* ACTIVITY *
Scan the entries that follow and copy out every line containing "serde".

* GIVEN RECORDS *
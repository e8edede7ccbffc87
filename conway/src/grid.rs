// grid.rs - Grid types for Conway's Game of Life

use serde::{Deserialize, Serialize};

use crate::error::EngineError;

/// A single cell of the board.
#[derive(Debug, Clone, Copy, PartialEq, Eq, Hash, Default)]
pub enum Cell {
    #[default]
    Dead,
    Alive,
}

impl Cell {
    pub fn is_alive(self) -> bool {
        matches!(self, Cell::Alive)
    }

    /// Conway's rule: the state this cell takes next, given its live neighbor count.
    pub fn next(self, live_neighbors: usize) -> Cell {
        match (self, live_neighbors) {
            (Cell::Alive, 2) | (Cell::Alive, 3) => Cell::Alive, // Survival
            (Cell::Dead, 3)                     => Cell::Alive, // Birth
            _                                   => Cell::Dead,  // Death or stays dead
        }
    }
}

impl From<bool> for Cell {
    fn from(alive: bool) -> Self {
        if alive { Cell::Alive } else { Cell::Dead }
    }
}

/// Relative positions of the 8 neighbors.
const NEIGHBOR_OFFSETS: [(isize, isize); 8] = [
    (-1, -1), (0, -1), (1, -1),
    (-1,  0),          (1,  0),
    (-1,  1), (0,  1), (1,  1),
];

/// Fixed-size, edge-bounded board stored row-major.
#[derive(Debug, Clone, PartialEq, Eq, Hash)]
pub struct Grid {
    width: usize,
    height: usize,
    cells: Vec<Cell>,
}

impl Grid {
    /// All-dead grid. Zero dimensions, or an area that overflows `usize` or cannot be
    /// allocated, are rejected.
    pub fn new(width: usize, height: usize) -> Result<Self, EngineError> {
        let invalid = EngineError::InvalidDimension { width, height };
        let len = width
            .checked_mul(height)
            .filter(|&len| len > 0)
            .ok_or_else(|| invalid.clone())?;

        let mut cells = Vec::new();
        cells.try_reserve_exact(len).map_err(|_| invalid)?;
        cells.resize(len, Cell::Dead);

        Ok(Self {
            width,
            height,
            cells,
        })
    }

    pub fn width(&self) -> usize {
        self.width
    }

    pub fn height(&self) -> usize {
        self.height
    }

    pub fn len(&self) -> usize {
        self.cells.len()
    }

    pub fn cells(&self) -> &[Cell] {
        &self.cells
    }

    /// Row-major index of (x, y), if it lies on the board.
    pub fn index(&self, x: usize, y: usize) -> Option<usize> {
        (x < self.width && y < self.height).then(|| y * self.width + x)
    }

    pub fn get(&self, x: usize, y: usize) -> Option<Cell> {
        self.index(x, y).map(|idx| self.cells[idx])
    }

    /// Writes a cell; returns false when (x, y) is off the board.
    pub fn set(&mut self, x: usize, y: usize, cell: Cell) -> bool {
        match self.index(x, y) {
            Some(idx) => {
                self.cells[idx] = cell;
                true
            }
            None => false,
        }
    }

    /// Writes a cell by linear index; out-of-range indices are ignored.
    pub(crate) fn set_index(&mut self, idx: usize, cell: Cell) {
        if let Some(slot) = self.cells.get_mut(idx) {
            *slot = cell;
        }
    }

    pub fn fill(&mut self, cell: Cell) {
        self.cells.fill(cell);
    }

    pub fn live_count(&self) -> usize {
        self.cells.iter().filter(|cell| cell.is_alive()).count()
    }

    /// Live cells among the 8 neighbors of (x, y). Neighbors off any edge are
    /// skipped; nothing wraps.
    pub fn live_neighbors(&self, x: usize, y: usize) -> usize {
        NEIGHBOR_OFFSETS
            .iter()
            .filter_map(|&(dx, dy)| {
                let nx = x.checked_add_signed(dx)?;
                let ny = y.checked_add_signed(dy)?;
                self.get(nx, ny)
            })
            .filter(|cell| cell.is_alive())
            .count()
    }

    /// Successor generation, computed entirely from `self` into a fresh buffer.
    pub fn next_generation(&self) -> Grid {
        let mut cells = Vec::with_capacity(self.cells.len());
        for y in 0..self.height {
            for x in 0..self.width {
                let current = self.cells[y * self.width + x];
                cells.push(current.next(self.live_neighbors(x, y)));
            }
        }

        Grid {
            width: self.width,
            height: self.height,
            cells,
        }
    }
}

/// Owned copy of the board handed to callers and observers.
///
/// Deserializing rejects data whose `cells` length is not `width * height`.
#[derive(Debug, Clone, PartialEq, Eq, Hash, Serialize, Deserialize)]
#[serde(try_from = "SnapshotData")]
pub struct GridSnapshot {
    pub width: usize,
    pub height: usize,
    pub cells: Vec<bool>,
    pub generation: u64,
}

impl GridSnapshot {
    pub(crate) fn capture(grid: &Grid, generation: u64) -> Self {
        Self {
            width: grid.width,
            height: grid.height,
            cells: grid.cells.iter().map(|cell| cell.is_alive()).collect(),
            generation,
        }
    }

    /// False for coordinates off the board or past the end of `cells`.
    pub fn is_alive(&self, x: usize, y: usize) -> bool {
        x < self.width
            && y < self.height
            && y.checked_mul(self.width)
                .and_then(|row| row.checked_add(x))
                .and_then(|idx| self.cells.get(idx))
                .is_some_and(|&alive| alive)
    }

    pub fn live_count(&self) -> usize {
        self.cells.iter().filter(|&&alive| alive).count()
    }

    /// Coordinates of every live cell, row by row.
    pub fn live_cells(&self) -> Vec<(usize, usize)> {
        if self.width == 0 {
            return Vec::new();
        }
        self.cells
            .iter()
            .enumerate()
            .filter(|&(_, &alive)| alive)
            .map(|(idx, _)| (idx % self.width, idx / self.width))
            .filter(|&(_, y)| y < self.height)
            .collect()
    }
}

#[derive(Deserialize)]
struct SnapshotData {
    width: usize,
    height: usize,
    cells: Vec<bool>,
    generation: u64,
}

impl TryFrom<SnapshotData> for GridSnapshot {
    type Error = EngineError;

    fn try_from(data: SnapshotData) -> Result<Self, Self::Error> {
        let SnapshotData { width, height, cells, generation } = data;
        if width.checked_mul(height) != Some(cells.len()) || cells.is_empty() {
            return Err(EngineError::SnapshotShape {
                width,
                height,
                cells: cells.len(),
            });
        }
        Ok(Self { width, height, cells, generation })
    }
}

* RESPONSE FOR THIS EXERCISE *
use serde::{Deserialize, Serialize};
#[serde(try_from = "SnapshotData")]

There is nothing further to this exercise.